Я еду в участок, заполняю отчет: женщина, семнадцати – двадцати лет, около пятидесяти пяти килограмм, грудь третьего размера, очень опрятная, очень округлая, чертова идеальная грудь, чертовы идеальные соски, розовенькие, выпуклые, сладкие, податливые… На меня все глядят, вытаращив глаза. Ладно-ладно, удаляю неправду. «Умерла от асфиксии, в воде. Ее завели далеко в океан, отрезали кисти и ступни и сбросили, обмотанную кабелем, на потеху птицам, дельфинам, рыбам. Чудовищная смерть…» – рутинно уточняю под скучающие взгляды. Следующей реинкарнации, если б память не была идеально исчезающим лучом света, всегда рассеивающимся пропорционально прошедшему времени, снилась бы эта смерть. Вытаскиваю свою колоду таро и раскладываю на столе: восьмерка мечей – худшая, самая неприветливая карта колоды, перевернутая семерка мечей – плохой предвестник, пятерка мечей, тоже перевернутая – дурное поражение. Почему одни мечи? И все по убывающей?
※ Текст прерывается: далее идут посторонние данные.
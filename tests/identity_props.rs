//! Property tests for VMID allocation

use std::collections::{BTreeSet, HashSet};
use std::time::Duration;

use proptest::prelude::*;
use pve_cri::identity::{IdentityMapper, MappingContext, MappingEntry, MemoryStore, VmidRange, VMID_MAX, VMID_MIN};
use pve_cri::{BackendKind, Error};

fn ctx() -> MappingContext {
    MappingContext::new(BackendKind::Lxc, None)
}

fn small_mapper(min: u32, max: u32) -> IdentityMapper {
    IdentityMapper::with_options(
        Box::new(MemoryStore::<MappingEntry>::new()),
        VmidRange::new(min, max).unwrap(),
        Duration::ZERO,
    )
    .unwrap()
}

proptest! {
    #[test]
    fn test_vmid_in_range_and_deterministic(id in "[a-z0-9][a-z0-9._-]{0,60}") {
        let first = IdentityMapper::in_memory();
        let second = IdentityMapper::in_memory();

        let vmid = first.generate_vmid(&id).unwrap();
        prop_assert!((VMID_MIN..=VMID_MAX).contains(&vmid));
        prop_assert_eq!(vmid, second.generate_vmid(&id).unwrap());
        prop_assert_eq!(vmid, first.generate_vmid(&id).unwrap());
    }

    #[test]
    fn test_allocated_vmids_are_distinct(ids in prop::collection::btree_set("[a-z]{1,12}", 1..40)) {
        let mapper = IdentityMapper::in_memory();

        let mut seen = HashSet::new();
        for id in &ids {
            let vmid = mapper.allocate(id, ctx()).unwrap();
            prop_assert!(seen.insert(vmid));
            let looked_up = mapper.lookup_id(vmid);
            prop_assert_eq!(looked_up.as_deref(), Some(id.as_str()));
        }
        prop_assert_eq!(mapper.identities().unwrap().len(), ids.len());
    }

    #[test]
    fn test_allocation_stays_in_small_range(ids in prop::collection::btree_set("[a-z]{1,8}", 1..=10)) {
        let mapper = small_mapper(500, 509);

        let vmids: BTreeSet<u32> = ids.iter().map(|id| mapper.allocate(id, ctx()).unwrap()).collect();
        prop_assert_eq!(vmids.len(), ids.len());
        prop_assert!(vmids.iter().all(|v| (500..=509).contains(v)));
    }

    #[test]
    fn test_release_then_allocate_again(id in "[a-z]{1,16}") {
        let mapper = IdentityMapper::in_memory();
        let vmid = mapper.allocate(&id, ctx()).unwrap();
        prop_assert_eq!(mapper.remove_mapping(&id).unwrap(), vmid);
        prop_assert!(matches!(mapper.get_vmid(&id), Err(Error::MappingNotFound(_))));
        prop_assert_eq!(mapper.allocate(&id, ctx()).unwrap(), vmid);
    }
}

#[test]
fn test_exhausted_range() {
    let mapper = small_mapper(700, 702);
    for id in ["a", "b", "c"] {
        mapper.allocate(id, ctx()).unwrap();
    }
    assert!(matches!(
        mapper.allocate("d", ctx()).unwrap_err(),
        Error::VmidExhausted { min: 700, max: 702 }
    ));
    // Already-mapped ids still resolve
    assert!(mapper.generate_vmid("b").is_ok());
}
#[cfg(test)]
mod tests {
    use super::*;
    use crate::container::{Mount, NetworkConfig};

    fn config() -> BackendConfig {
        BackendConfig {
            vmid: 4242,
            hostname: "web".into(),
            memory_mb: 512,
            cpu_shares: 1024,
            cores: None,
            cpu_quota: Some(50_000),
            cpu_period: Some(100_000),
            rootfs: "debian:bookworm:amd64".into(),
            network: Some(NetworkConfig {
                bridge: "lxcbr0".into(),
                ip: Some("10.0.3.10/24".into()),
                gateway: Some("10.0.3.1".into()),
            }),
            mounts: vec![Mount::new("/srv/data", "/data").read_only()],
            env: [("FOO".to_string(), "bar".to_string())].into(),
            command: vec!["/sbin/init".into()],
            working_dir: None,
            labels: Default::default(),
        }
    }

    #[test]
    fn test_failed_rollback_is_logged() {
        #[derive(Clone, Default)]
        struct LogBuffer(std::sync::Arc<std::sync::Mutex<Vec<u8>>>);

        impl std::io::Write for LogBuffer {
            fn write(&mut self, buf: &[u8]) -> std::io::Result<usize> {
                self.0.lock().unwrap().extend_from_slice(buf);
                Ok(buf.len())
            }

            fn flush(&mut self) -> std::io::Result<()> {
                Ok(())
            }
        }

        impl<'a> tracing_subscriber::fmt::MakeWriter<'a> for LogBuffer {
            type Writer = LogBuffer;

            fn make_writer(&'a self) -> Self::Writer {
                self.clone()
            }
        }

        // Nothing exists under an empty lxc path, so the destroy always fails
        let dir = tempfile::TempDir::new().unwrap();
        let driver = LxcDriver::new(LxcSettings {
            lxc_path: dir.path().to_path_buf(),
            ..Default::default()
        });

        let logs = LogBuffer::default();
        let subscriber = tracing_subscriber::fmt()
            .with_writer(logs.clone())
            .with_ansi(false)
            .finish();
        tracing::subscriber::with_default(subscriber, || driver.roll_back(4242));

        let output = String::from_utf8(logs.0.lock().unwrap().clone()).unwrap();
        assert!(output.contains("Failed to roll back LXC container"));
        assert!(output.contains("4242"));
    }

    #[test]
    fn test_image_source() {
        assert_eq!(
            ImageSource::parse("debian:bookworm:amd64", "download").unwrap(),
            ImageSource::Download {
                dist: "debian",
                release: "bookworm",
                arch: "amd64"
            }
        );
        assert_eq!(
            ImageSource::parse("/var/lib/rootfs/web", "download").unwrap(),
            ImageSource::Directory("/var/lib/rootfs/web")
        );
        assert_eq!(ImageSource::parse("busybox", "download").unwrap(), ImageSource::Template("busybox"));
        assert_eq!(ImageSource::parse("", "busybox").unwrap(), ImageSource::Template("busybox"));
        assert!(ImageSource::parse("", "download").is_err());
        assert!(ImageSource::parse("debian::amd64", "download").is_err());
    }

    #[test]
    fn test_create_args() {
        let driver = LxcDriver::new(LxcSettings::default());
        let args = driver.create_args(&config()).unwrap();
        assert_eq!(
            args,
            vec![
                "-n", "4242", "-P", "/var/lib/lxc", "-t", "download", "--", "-d", "debian", "-r", "bookworm",
                "-a", "amd64"
            ]
        );
    }

    #[test]
    fn test_render_config() {
        let rendered = render_config(&config());
        assert!(rendered.contains("lxc.uts.name = web\n"));
        assert!(rendered.contains("lxc.cgroup2.memory.max = 512M\n"));
        assert!(rendered.contains("lxc.cgroup2.cpu.weight = 39\n"));
        assert!(rendered.contains("lxc.cgroup2.cpu.max = 50000 100000\n"));
        assert!(rendered.contains("lxc.net.0.link = lxcbr0\n"));
        assert!(rendered.contains("lxc.net.0.ipv4.address = 10.0.3.10/24\n"));
        assert!(rendered.contains("lxc.mount.entry = /srv/data data none bind,create=dir,ro 0 0\n"));
        assert!(rendered.contains("lxc.environment = FOO=bar\n"));
        assert!(rendered.contains("lxc.init.cmd = /sbin/init\n"));
        assert!(!rendered.contains("lxc.rootfs.path"));
    }

    #[test]
    fn test_shares_to_weight() {
        assert_eq!(shares_to_weight(2), 1);
        assert_eq!(shares_to_weight(1024), 39);
        assert_eq!(shares_to_weight(262_144), 10_000);
        assert_eq!(shares_to_weight(0), 1);
    }

    #[test]
    fn test_rewrite_keys() {
        let content = "lxc.uts.name = web\nlxc.cgroup2.memory.max = 512M\n";
        let rewritten = rewrite_keys(
            content,
            &[(MEMORY_KEY, "1024M".to_string()), (WEIGHT_KEY, "100".to_string())],
        );
        assert_eq!(
            rewritten,
            "lxc.uts.name = web\nlxc.cgroup2.memory.max = 1024M\nlxc.cgroup2.cpu.weight = 100\n"
        );
    }

    #[test]
    fn test_parse_ls() {
        let output = "\
NAME      STATE   PID  IPV4
4242      RUNNING 1234 10.0.3.10, 10.0.3.11
777       STOPPED -    -
legacy    RUNNING 99   10.0.3.2
";
        let infos = parse_ls(output);
        assert_eq!(infos.len(), 2);
        assert_eq!(infos[0].vmid, 4242);
        assert_eq!(infos[0].state, BackendState::Running);
        assert_eq!(infos[0].pid, Some(1234));
        assert_eq!(infos[0].ip_address.as_deref(), Some("10.0.3.10"));
        assert_eq!(infos[1].state, BackendState::Stopped);
        assert_eq!(infos[1].pid, None);
        assert_eq!(infos[1].ip_address, None);
    }

    #[test]
    fn test_parse_info() {
        let output = "\
Name:           4242
State:          FROZEN
PID:            1234
IP:             10.0.3.10
Memory use:     12.60 MiB
";
        let info = parse_info(4242, output);
        assert_eq!(info.state, BackendState::Paused);
        assert_eq!(info.pid, Some(1234));
        assert_eq!(info.ip_address.as_deref(), Some("10.0.3.10"));
        assert_eq!(info.memory_used_mb, Some(13));
    }

    #[test]
    fn test_exec_rejects_empty_command() {
        let driver = LxcDriver::new(LxcSettings::default());
        let err = driver.exec(4242, &[], Duration::from_secs(1)).unwrap_err();
        assert!(matches!(err, BackendError::InvalidInput(_)));
    }
}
«Смерть, смерть», – они трезвонят. Преимущество текста над жизнью: он-то хотя бы умеет играть со временем; переносит в те минуты, где что-то случается: где любят, ждут, убивают. Даже скудный рапорт детектива забирает тебя куда-то, а жизнь обычная, – хоть растягивай, как гармошку, хоть сдавливай, как тюбик, – всю придется намотать на себя. Правда, ведьмочка приоткрыла мне секрет о времени.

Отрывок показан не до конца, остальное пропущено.